In vitro maturation (IVM) is an alternative assisted reproductive technology (ART) with reduced hormone related side-effects and treatment burden compared to conventional IVF. Capacitation (CAPA)-IVM is a biphasic IVM system with improved clinical outcomes compared to standard monophasic IVM. Yet, CAPA-IVM efficiency compared to conventional IVF is still suboptimal in terms of producing utilizable blastocysts. Previously we have shown that CAPA-IVM leads to a precocious increase in cumulus cell (CC) glycolytic activity during cytoplasmic maturation. In the current study, considering the fundamental importance of CCs for oocyte maturation and cumulus-oocyte complex (COC) microenvironment, we further analyzed the bioenergetic profiles of maturing CAPA-IVM COCs. Through a multi-step approach, we (i) explored mitochondrial function of the in vivo and CAPA-IVM matured COCs through real-time metabolic analysis with Seahorse analyzer; and to improve COC metabolism (ii) supplemented the culture media with lactate and/or super-GDF9 (an engineered form of growth differentiation factor 9) and (iii) reduced culture oxygen tension.
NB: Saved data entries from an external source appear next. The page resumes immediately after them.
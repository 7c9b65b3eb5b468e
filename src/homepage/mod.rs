//! Homepage content: sources and the read-through loader.

mod loader;
mod source;

pub use loader::{HomepageData, HomepageLoader};
pub use source::{ContentSource, EmptySource, RestContentSource};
Our results indicated that the pre-IVM step is delicate and prone to culture related disruptions. Lactate and/or super-GDF9 supplementations failed to eliminate pre-IVM induced stress on COC glucose metabolism and mitochondrial respiration. However, when performing pre-IVM culture under 5% oxygen tension, CAPA-IVM COCs showed a similar bioenergetic profiles compared to in vivo matured counterparts. This is the first study providing real-time metabolic analysis of the COCs from a biphasic IVM system. The currently used analytical approach provides the quantitative measures and the rational basis to further improve IVM culture requirements.